2021年2月14日

旅情の十日町博物館行き ローマの休日のラストシーンとマイ・ファニー・ヴァレンタイン。

2021年2月14日(日曜日)

昨年6月に移転新館を開館させた十日町博物館
かねて良い場所と知人から聞いていた。今週末は晴天の予報が出て、待ってました、と本日行ってきた。前々から十日町へ行くならほくほく線でと考えていた。本日車を犀潟駅に置き、10時過ぎの普通電車に乗った。

犀潟を出て間もなく、雪の頸城平野の東西に米山、尾神岳そして妙高連峰が美しかった。
およそ50分で十日町に到着。

 

乗ってきたラッピング電車。

 

東口へ出て早い昼食にてんざるを食べた。
駅前の繁華街は雪も見えずからりとしていた。

食後西口に回って博物館へ。

 

東西を結ぶ地下通路入り口にあった石彫は良い感じ。

 

階段を上り西口へ。

 

するとこちらは大雪の名残が保存?されている。
これは歩道で、右側のさらに右に除雪された車道がある。

 

旧博物館や体育館、情報館などがある文教地区の博物館に到着。
雪の中の真っ白な建物は一種エキゾチックだ。

 

自ら「究極の雪国」と名乗って日本遺産の認定を受けている。
この高らかな割り切りこそ、ものごとの基本だと思った。
概念がしっかりしている十日町に可能性を感じた。

 

入場後すぐ十日町の紹介ビデオを観る。

常設展示は「縄文時代と火焔土器のクニ」「織物の歴史」「雪と信濃川」の三部がある。
最初に火焔土器のクニ、から観た。数多くの国宝が含まれ、特異な美とみなぎる力に驚き心打たれる。

 

 

 

 

話に聞いた貴重な土器は穏やかな照明のもと、大変丁重に飾られている。

 

ある作品の頭部。

 

 

独特な美意識への徹底したこだわり。
漂う不思議なバランス感覚。

こだわりは先史時代の世界感、生死館、宗教観、美意識等々多様な観点の集合が生んだものと理解された。それには階級の象徴あるいはまつりごとの用具としての意味も込められたようである。
おどろどろしい外観は一種魔界の神秘に通じる神性を帯び、厳しい自然や霊魂が如何に生活と近かったか、を想像させた。
まだ長岡市の火焔土器を観たことがないが、写真で比べるとこちらの方が幾分穏やかな印象を受けた。是非とも長岡市の収蔵品を観たいと思った。

勉強しなければならないことが余りに多く、ますます寿命との競争が激化しそうだ。この年でそれは大変であるが、まず楽しむことを考えて臨みたいと思う。

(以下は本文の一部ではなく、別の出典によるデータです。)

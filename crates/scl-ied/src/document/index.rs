// crates/scl-ied/src/document/index.rs

//! Name-keyed access to the children of one container.

use super::Document;
use crate::constants::ATTR_NAME;
use crate::types::ElementId;
use alloc::collections::BTreeMap;

/// Maps the `name` attribute of a container's children to the child element.
///
/// Built once per container and lookup pass. The first child wins when names
/// repeat.
#[derive(Debug, Default)]
pub struct ChildIndex<'a> {
    by_name: BTreeMap<&'a str, ElementId>,
}

impl<'a> ChildIndex<'a> {
    /// Indexes the direct children of `container` whose tag is in `tags`.
    pub fn build(doc: &'a Document, container: ElementId, tags: &[&str]) -> Self {
        let mut by_name = BTreeMap::new();
        for child in doc.children(container) {
            if !tags.contains(&doc.tag(*child)) {
                continue;
            }
            if let Some(name) = doc.attr(*child, ATTR_NAME) {
                by_name.entry(name).or_insert(*child);
            }
        }
        Self { by_name }
    }

    /// Indexes every named direct child regardless of its tag.
    pub fn build_any(doc: &'a Document, container: ElementId) -> Self {
        let mut by_name = BTreeMap::new();
        for child in doc.children(container) {
            if let Some(name) = doc.attr(*child, ATTR_NAME) {
                by_name.entry(name).or_insert(*child);
            }
        }
        Self { by_name }
    }

    pub fn get(&self, name: &str) -> Option<ElementId> {
        self.by_name.get(name).copied()
    }

    pub fn len(&self) -> usize {
        self.by_name.len()
    }

    pub fn is_empty(&self) -> bool {
        self.by_name.is_empty()
    }
}

#[cfg(test)]
mod tests {
    use super::*;

    #[test]
    fn test_index_filters_tags_and_keeps_first() {
        let mut doc = Document::new("LN");
        let root = doc.root();
        let a = doc.create_element("DOI");
        doc.set_attribute(a, "name", "Pos").unwrap();
        let b = doc.create_element("DOI");
        doc.set_attribute(b, "name", "Pos").unwrap();
        let c = doc.create_element("DataSet");
        doc.set_attribute(c, "name", "DS1").unwrap();
        for e in [a, b, c] {
            doc.append_child(root, e).unwrap();
        }

        let index = ChildIndex::build(&doc, root, &["DOI", "SDI", "DAI"]);
        assert_eq!(index.len(), 1);
        assert_eq!(index.get("Pos"), Some(a));
        assert_eq!(index.get("DS1"), None);

        let any = ChildIndex::build_any(&doc, root);
        assert_eq!(any.get("DS1"), Some(c));
    }
}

次は生活、とくに女性の仕事、あるいは機織りの展示だった。。

 

かっての農家の展示。
リアルな人形がコタツで針仕事?をしている。
土間では夫が縄仕事をしたいた。

 

なぜかその女性の髪が気になった。

そして機織り。

弥生時代の原始的な機織り。
温かそうなチョッキが再生展示されていた。

 

上杉謙信の時代から一気に麻織りがさかんになり、江戸時代になると絹へと移行したという。

 

大型の機織り機械。

かって松代ご出身のおばあさんは、二年間の教習を受けて祖母が使ったきりの大きな機織機で絹を織ったという。兄の嫁取り用に背広生地を織り上げたなど、貴重な話を聞かせてもらった。手前の大きな織り機だったのかと想像した。

最後に企画展「マジョルカ着物と黒羽織」を観た。織物は流向に激しく左右される。十日町では、戦後にマジョルカ陶器にヒントを得て華やかな色模様の着物を流行らせている。実物とともに雑誌や映画とタイアップして強力な宣伝活動を展開したことが示されていた。

黒羽織は独特であり、花模様が闇に浮かぶ着物は強く人目を引いたことだろう。

 

さて十分楽しみながら十日町という文化に触れることが出来た。

 

文化は信濃川が生成した地勢と、雪国の極みに磨かれて育ったものにほかならない独特さを滲ませていた。

 

十日町駅二階は市の観光課が入るなどユニークだ。
フリースペースで学生さんが勉強し、カウンターでひと休みしていた。

 

帰って来た犀潟駅。

午後のひと時、楽しみながら十日町の一端に触れた。私の狭い世界からすればそれでも旅情十分だった。

最後に昨日の続き、本日ヴァレンタインデイにちなんで「ローマの休日」の映像を使った「マイ・ファニー・ヴァレンタイン」です。
歌っているのは前半がリンダ・ロンシュタット、後半がロッド・スチュアートです。


最後に訪れた公式の会見シーン。眩しいばかりのオードリー・ヘップバーン。
密かに公私が行き交う会見で、王女はローマが一番と述べる。
記者たちに礼をと言い、握手をして男に別れを告げる。
目で応答しあうグレゴリー・ペックも本当に素晴らしい。

戦前からヨーロッパ共同体は議論されていた。戦争が終わるといよいよ具体化し始める。1953年制作映画の質疑シーンもそれを窺わせていた。
あれほど嫌っていた公務を、見違えるほどの誠実さでこなす王女の成長が描れ、シナリオも良く練られている。

後年戦渦の孤児救済に勤しんだオードリー・ヘップバーンは多くの貴重な言葉を残している。
“自然ほど心を癒やすものはない”という意味の言葉にはとても感動した。

さて会見を終えた男が一人歩くシーンは、現実への逡巡を物語りほろ苦くも大変に印象的。

十日町は分けて書くつもりが一回となり、長くなりました。